2018 US Open – Osaka becomes first Japanese to win a Grand Slam as Serena was given code violation and a fine


Naomi Osaka won the US Open after an angry Serena
Williams accused the umpire of being a “thief” in some of
the most dramatic scenes at a Grand Slam final.
Williams was given a game penalty for her outburst, which
followed racquet smashing and another code violation as
Osaka won 6-2 6-4 in New York.
Osaka, 20, kept her focus to become the first Japanese to
win a Grand Slam.
Williams refused to shake hands with umpire Carlos Ramos
after the match.
The American, 36, graciously congratulated Osaka at the net
after the 20th seed completed an extraordinary victory and,
although Williams’ behaviour will grab the attention, nothing
should detract from a classy and composed display from
Osaka at Flushing Meadows.
“I’m sorry it had to end like this,” a crying Osaka said.
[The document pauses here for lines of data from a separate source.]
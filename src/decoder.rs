//! Telegram decoder (component B, §4.B): turns one inbound [`Frame`] into
//! zero or more [`Value`]s.

use tracing::{debug, trace};

use crate::address::{BC10, MM10, RC, UBA, WM10};
use crate::descriptors::{self, apply, ERROR_RECORD_WIDTH};
use crate::frame::Frame;
use crate::value::{SubType, SystemTime, Type, Value};

/// Callback invoked once per decoded value, in the order it was decoded.
/// Must not block (§5): it runs on the reactor thread.
pub type ValueHandler = Box<dyn FnMut(Value) + Send>;

/// Parses inbound frames into typed readings and hands them to a
/// value-handler callback (§4.B).
pub struct Decoder {
    handler: Option<ValueHandler>,
}

impl Decoder {
    pub fn new() -> Decoder {
        Decoder { handler: None }
    }

    /// Wire the callback that receives every decoded value. Must be called
    /// before the first [`Decoder::handle`] call; the decoder does nothing
    /// until it is.
    pub fn set_handler(&mut self, handler: impl FnMut(Value) + Send + 'static) {
        self.handler = Some(Box::new(handler));
    }

    /// Decode one frame, emitting any values it yields to the handler.
    ///
    /// Precondition checks happen in order and are silent: an invalid
    /// header or a polling request never reaches dispatch, and if no
    /// handler is wired nothing is parsed at all.
    pub fn handle(&mut self, frame: &Frame) {
        if frame.is_invalid_header() {
            return;
        }
        if frame.is_polling() {
            return;
        }
        let Some(handler) = self.handler.as_mut() else {
            return;
        };
        let mut emit = |v: Value| handler(v);
        dispatch(frame, &mut emit);
    }
}

impl Default for Decoder {
    fn default() -> Decoder {
        Decoder::new()
    }
}

fn dispatch(frame: &Frame, emit: &mut impl FnMut(Value)) {
    match frame.source {
        UBA => dispatch_uba(frame, emit),
        BC10 => dispatch_bc10(frame, emit),
        RC => dispatch_rc(frame, emit),
        WM10 => apply_by_type(
            frame,
            emit,
            &[(0x9C, descriptors::wm_temp1() as &[_]), (0x1E, descriptors::wm_temp2())],
        ),
        MM10 => apply_by_type(frame, emit, &[(0xAB, descriptors::mm_temperatures())]),
        other => debug!(source = other, type_id = frame.type_id, "unhandled source"),
    }
}

fn apply_by_type(frame: &Frame, emit: &mut impl FnMut(Value), table: &[(u8, &[descriptors::Descriptor])]) {
    match table.iter().find(|(t, _)| *t == frame.type_id) {
        Some((_, descs)) => apply(descs, frame, emit),
        None => debug!(source = frame.source, type_id = frame.type_id, "unhandled type for source"),
    }
}

fn dispatch_uba(frame: &Frame, emit: &mut impl FnMut(Value)) {
    match frame.type_id {
        0x10 | 0x11 => error_records(frame, frame.type_id, emit),
        0x16 => apply(descriptors::uba_parameters(), frame, emit),
        0x18 => {
            apply(descriptors::uba_monitor_fast(), frame, emit);
            uba_monitor_fast_formatted(frame, emit);
        }
        0x19 => apply(descriptors::uba_monitor_slow(), frame, emit),
        0x33 => apply(descriptors::ww_parameters(), frame, emit),
        0x34 => apply(descriptors::ww_monitor(), frame, emit),
        0x07 | 0x1C => trace!("UBA ack, no-op"),
        other => debug!(type_id = other, "unhandled UBA type"),
    }
}

fn dispatch_bc10(frame: &Frame, _emit: &mut impl FnMut(Value)) {
    match frame.type_id {
        0x29 => trace!("BC10 ack, no-op"),
        other => debug!(type_id = other, "unhandled BC10 type"),
    }
}

fn dispatch_rc(frame: &Frame, emit: &mut impl FnMut(Value)) {
    match frame.type_id {
        0x06 => system_time(frame, emit),
        0x3E => hk_monitor(frame, SubType::HK1, emit),
        0x48 => hk_monitor(frame, SubType::HK2, emit),
        0xA3 => apply(descriptors::outdoor_temperature(), frame, emit),
        0x1A | 0x35 | 0x9D | 0xA2 | 0xAC => trace!("RC ack, no-op"),
        other => debug!(type_id = other, "unhandled RC type"),
    }
}

/// §4.B error-record parser: iterate record-width-aligned windows from the
/// first one at-or-above `frame.offset`, emitting one `Error` value per
/// full record.
pub(crate) fn error_records(frame: &Frame, source_type_id: u8, emit: &mut impl FnMut(Value)) {
    let w = ERROR_RECORD_WIDTH;
    let start = frame.offset as usize;
    let mut aligned = ((start + w - 1) / w) * w;
    while frame.can_access(aligned, w) {
        let record = frame.logical_bytes(aligned, w).unwrap().to_vec();
        let index = (aligned / w) as u32;
        emit(Value::error(source_type_id, index, record));
        aligned += w;
    }
}

fn system_time(frame: &Frame, emit: &mut impl FnMut(Value)) {
    if let Some(b) = frame.logical_bytes(0, 8) {
        emit(Value::system_time(SystemTime {
            year: b[0],
            month: b[1],
            day: b[2],
            hour: b[3],
            minute: b[4],
            second: b[5],
            day_of_week: b[6],
            dst: b[7] & 0x01 != 0,
        }));
    }
}

/// HK1/HK2 monitor (§4.B): plain descriptors, plus the kennlinie triple and
/// the conditional temperature-change field, which aren't simple
/// always-fire descriptors.
fn hk_monitor(frame: &Frame, subtype: SubType, emit: &mut impl FnMut(Value)) {
    apply(&descriptors::hk_monitor(subtype), frame, emit);

    if let Some(b) = frame.logical_bytes(7, 3) {
        emit(Value::kennlinie(subtype, b[0], b[1], b[2]));
    }

    if let Some(flag) = frame.logical_bytes(15, 1) {
        if flag[0] & 0x01 == 0 {
            if let Some(b) = frame.logical_bytes(10, 2) {
                emit(Value::numeric(Type::TempAenderung, subtype, b, 100));
            }
        }
    }
}

/// UBA monitor fast's two `Formatted` values (§4.B).
fn uba_monitor_fast_formatted(frame: &Frame, emit: &mut impl FnMut(Value)) {
    if let Some(b) = frame.logical_bytes(18, 2) {
        let text: String = b.iter().map(|&c| c as char).collect();
        emit(Value::formatted(Type::ServiceCode, SubType::Kessel, text));
    }
    if let Some(b) = frame.logical_bytes(20, 2) {
        let code = u16::from_be_bytes([b[0], b[1]]);
        emit(Value::formatted(Type::FehlerCode, SubType::Kessel, code.to_string()));
    }
}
Williams was given a first code violation after Ramos judged
a gesture from coach Patrick Mouratoglou to be coaching.
Williams – who was aiming to equal Margaret Court’s record
of 24 Grand Slam singles titles – said she had not received
any tactics from Mouratoglou, telling the umpire she would
“never cheat to win and would rather lose”.
The Frenchman later admitted that he had been coaching
from the box.
“I was coaching but I don’t think she looked at me,”
Mouratoglou said. “Sash [Osaka’s coach Sascha Bajin] was
coaching as well. Everybody does it.
Williams then received another for a racquet smash at 3-2 in
the second set, leading to Ramos docking her a point as
Osaka started at 15-0 in the following game.
The American was furious, walking up to Ramos, shouting
and pointing at him as the crowd started booing in support of
the former world number one.
The drama continued as the atmosphere in Arthur Ashe
Stadium became more toxic.
Williams refused to let the issue slide and launched an
extraordinary rant at Ramos at the changeover, with Osaka
leading 4-3.
“You are a liar. You will never be on a court of mine as long
as you live. When are you going to give me my apology? Say
you are sorry,” she told the Portuguese.
That led to Ramos docking her the next game – leaving Osaka
just one more away from victory at 5-3 up.
Boos continued to rain down, generating incredible noise, as
Williams refused to take to the court and demanded an
intervention from the tournament referee.
Eventually she returned to the baseline, serving out a game
to love before Osaka showed remarkable focus to hold the
final game that sealed her first Grand Slam win.
Williams later accused the umpire of sexism, saying: “He’s
never taken a game from a man because they said ‘thief’
Williams is a national icon in the United States, as well as a
global star around the world, and had the backing of the
24,000-capacity Arthur Ashe Stadium.
But the boisterous crowd was quietened as Osaka came out
firing at the six-time champion.
Osaka, playing in her first Grand Slam final and against her
idol, showed no fear as her aggressive approach led to
multiple Williams errors.
Williams’ first-serve percentage was down at 38% and made
13 unforced errors as Osaka broke for 2-1 and 4-1 leads on
her way to the opening set.
The Ashe crowd, while remaining respectful towards Osaka,
was already upset with the way Williams had been treated –
and unhappiness turned to anger during the drama of the
second set.
Security staff ran on to the perimeter of the court as Ramos
walked off and the Portuguese did not return, as he would
usually have done, for the trophy presentation.
More boos followed at the start of the ceremony, leading to
Osaka pulling her visor down over her eyes to hide her tears.
Williams appealed for calm in her runner-up speech, asking
her supporters to “give credit” to Osaka’s achievement.
The Japanese player composed herself as the crowd began
to applaud her, although she almost dropped the trophy as
she walked off the stage.
“It was always my dream to play Serena in the US Open
finals so I am really glad I was able to do that,” she said.